いいえ、単なる色じゃなかった。それは禁じられた私自身。 デートの初めからダヒョンは何度となく呟いた。 「本物の金髪はキスしてるとき髪の毛が目に入るでしょ。気持ち悪い」 赤い唇を尖らせてため息をつく。なぜその言葉が歯軋りするような痛みになったのか、私にはわからなかった。 実はいた。大学時代、教養の授業で出会った先輩。あの人は私の髪を揺らして笑った。 「お前、金髪にしたらマジでヤバい女になりそう」 あの日から私は美容院の前をうろついた。婚約したダヒョンには、それが「元カレの趣味」という理由でタブー視された。
ソウンは真夜中に染めた
ソウンはひとり暮らしのワンルームで期限付き恋愛をしていた。 彼氏のミンギュは「ナチュラルが一番」と黒髪を尊重していた。 けれどミンギュが休暇で旅立った日、ソウンは美容院を予約した。 夜8時。店の明かりの下、トイレのドアが閉まる瞬間、デザイナーのパク・ジュヨンが言った。 「レベル10超えるとダメージひどいけど……平気?」 ソウンは鏡の中の黒い瞳を見つめて答えた。 「平気。むしろ今が問題なの」 2時間が流れた。一筋ずつ黄色く変わる髪。ミンギュにバレる不安より、黄金が伸びる悦びの方が大きかった。 帰り際、ジュヨンが呟いた。 「実はミンギュさんの隣にいるときのソウンさんの表情……すごく静かだった」 冷たい夜風を受けながらソウンは思った。静かで何が悪い。静かな中で燃えていたんだから。
誘惑の数学
金髪は単なる色ではない。 それは「私は別の人になれる」という宣言だ。 心理学者アーノルドは「禁忌の誘惑」という言葉を使った。 禁じられた対象ほど、その対象への欲望は幾何級数的に大きくなる。 特に恋人に禁じられた領域はそう。なぜなら、それは単なる外見を超えて「あなたの望まない私」を選ぶ瞬間だから。

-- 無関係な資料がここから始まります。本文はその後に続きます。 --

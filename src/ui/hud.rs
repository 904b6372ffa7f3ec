use bevy::prelude::*;

use crate::cinematic::CanExitCinematicChanged;
use crate::game_state::{AppState, ControlLock};
use crate::quest::{objective_text, QuestState};
use crate::world::{HoverState, TRIGGER_PREFIX};

/// Marker for the objective tracker text.
#[derive(Component)]
pub struct ObjectiveText;

/// Marker for the center-bottom interact prompt.
#[derive(Component)]
pub struct InteractPrompt;

/// Marker for the cinematic exit hint.
#[derive(Component)]
pub struct ExitHint;

pub fn setup_hud(mut commands: Commands) {
    // Objective tracker, top-left.
    commands
        .spawn((Node {
            position_type: PositionType::Absolute,
            left: Val::Px(20.0),
            top: Val::Px(20.0),
            flex_direction: FlexDirection::Column,
            padding: UiRect::all(Val::Px(10.0)),
            ..default()
        },
        BackgroundColor(Color::srgba(0.0, 0.0, 0.0, 0.5)),
        ))
        .with_children(|parent| {
            parent.spawn((
                Text::new("CURRENT MISSION"),
                TextFont {
                    font_size: 12.0,
                    ..default()
                },
                TextColor(Color::srgb(0.9, 0.75, 0.3)),
            ));
            parent.spawn((
                ObjectiveText,
                Text::new(objective_text(0)),
                TextFont {
                    font_size: 20.0,
                    ..default()
                },
                TextColor(Color::srgb(1.0, 1.0, 1.0)),
            ));
        });

    // Interact prompt, bottom-center.
    commands
        .spawn((Node {
            position_type: PositionType::Absolute,
            width: Val::Percent(100.0),
            bottom: Val::Px(28.0),
            justify_content: JustifyContent::Center,
            ..default()
        },))
        .with_children(|parent| {
            parent.spawn((
                InteractPrompt,
                Text::new(""),
                TextFont {
                    font_size: 18.0,
                    ..default()
                },
                TextColor(Color::srgb(1.0, 1.0, 1.0)),
                BackgroundColor(Color::srgba(0.0, 0.0, 0.0, 0.45)),
                Visibility::Hidden,
            ));
        });

    // Cinematic exit hint, top-right.
    commands.spawn((
        ExitHint,
        Text::new("Press ESC to exit"),
        TextFont {
            font_size: 16.0,
            ..default()
        },
        TextColor(Color::srgb(1.0, 0.6, 0.6)),
        Node {
            position_type: PositionType::Absolute,
            right: Val::Px(24.0),
            top: Val::Px(24.0),
            ..default()
        },
        Visibility::Hidden,
    ));
}

pub fn update_objective(
    quest: Res<QuestState>,
    mut query: Query<&mut Text, With<ObjectiveText>>,
) {
    if !quest.is_changed() {
        return;
    }
    for mut text in query.iter_mut() {
        text.0 = objective_text(quest.step()).to_string();
    }
}

pub fn update_prompt(
    state: Res<State<AppState>>,
    hover: Res<HoverState>,
    lock: Res<ControlLock>,
    mut query: Query<(&mut Text, &mut Visibility), With<InteractPrompt>>,
) {
    let Ok((mut text, mut visibility)) = query.get_single_mut() else {
        return;
    };
    // The detector stops while the sequencer owns the camera, so the hover
    // state is stale for the whole cinematic.
    if *state.get() == AppState::Cinematic {
        *visibility = Visibility::Hidden;
        return;
    }
    match hover.current.as_deref() {
        Some(name) if !lock.blocked() => {
            text.0 = if name.starts_with(TRIGGER_PREFIX) {
                "Press F for cinematic mode".to_string()
            } else {
                "Press E to interact".to_string()
            };
            *visibility = Visibility::Inherited;
        }
        _ => *visibility = Visibility::Hidden,
    }
}

pub fn update_exit_hint(
    mut events: EventReader<CanExitCinematicChanged>,
    mut query: Query<&mut Visibility, With<ExitHint>>,
) {
    for CanExitCinematicChanged(allowed) in events.read() {
        for mut visibility in query.iter_mut() {
            *visibility = if *allowed {
                Visibility::Inherited
            } else {
                Visibility::Hidden
            };
        }
    }
}

#[cfg(test)]
mod tests {
    use super::*;
    use bevy::ecs::system::RunSystemOnce;

    fn prompt_world(state: AppState, hovered: Option<&str>) -> (World, Entity) {
        let mut world = World::new();
        world.insert_resource(State::new(state));
        let mut hover = HoverState::default();
        hover.current = hovered.map(str::to_owned);
        world.insert_resource(hover);
        world.insert_resource(ControlLock::default());
        let entity = world
            .spawn((InteractPrompt, Text::new(""), Visibility::Inherited))
            .id();
        (world, entity)
    }

    #[test]
    fn prompt_shows_while_exploring_with_a_target() {
        let (mut world, entity) = prompt_world(AppState::Exploring, Some("WindowSeat.001"));
        world.run_system_once(update_prompt).unwrap();
        assert_eq!(*world.get::<Visibility>(entity).unwrap(), Visibility::Inherited);
        assert!(world.get::<Text>(entity).unwrap().0.contains("F"));
    }

    #[test]
    fn prompt_hides_during_cinematic_despite_stale_hover() {
        // The trigger was hovered on the frame the cinematic started and the
        // detector has not run since.
        let (mut world, entity) = prompt_world(AppState::Cinematic, Some("WindowSeat.001"));
        world.run_system_once(update_prompt).unwrap();
        assert_eq!(*world.get::<Visibility>(entity).unwrap(), Visibility::Hidden);
    }
}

私が金髪になる瞬間、私はもうあなたの理想ではなくなる。 そしてその瞬間が私を本当の私にする。
三番目の話、ジウンとジェヒョン
ジウンは結婚3年目だった。 新婚の頃、ジェヒョンはジウンの濃い茶髪をいつも撫でていた。 「うちの母さんもそうだった。安心するんだ」 ジウンはなぜその言葉が胸の奥を凍らせたのかわからなかった。 安心感。それはすなわち退屈を意味した。 去年の春、ジウンはこっそり染めた。ジェヒョンが出張で出かける朝。 美容室の椅子に座り、デザイナーに事前に用意した写真を見せた。 プラチナ金髪。デザイナーは目を丸くした。 「旦那様……大丈夫ですか?」 ジウンは微笑みながら答えた。 「大丈夫になる」 夜、ジェヒョンが帰宅した。ドアを開けてぴたりと止まった。 ジウンはリビングの中央に立っていた。黄金の髪が揺れる。 ジェヒョンの瞳が揺れた。初めて見る表情だった。 「なんで……?」 ジウンは近づき、ジェヒョンの頬を撫でた。指先が震えた。 「もう私はあなたの母さんじゃない」 その夜、ジェヒョンはジウンを初めて荒々しく抱いた。 安心感の代わりに不安感が、そしてその不安感が火花になった。
金髪の向こうの私たち
なぜ私たちは禁じられた色に惹かれるのか。 それは単なる染めではなく、関係の力関係を揺さぶる行為だ。 あなたが望む私ではなく、私が望む私を選ぶ瞬間。 その瞬間、あなたはもう私の外見をデザインできない。 むしろあなたの瞳が揺れ始める。 あなたが持っていた私を失ったんだ。
いまだに金髪を夢見るあなたへ
今この瞬間、あなたももしかしてシャンプーの泡の中で悪戯な黄金色を思い浮かべていないだろうか。 もし明日の朝、あなたが望む私に変身したら。 そして相手がその変身を許せないなら。 あなたはその関係を守るだろうか、それとも本当の私を選ぶだろうか。
そしてその選択は、実はどちらがより熱いのかを証明するものなのかもしれない。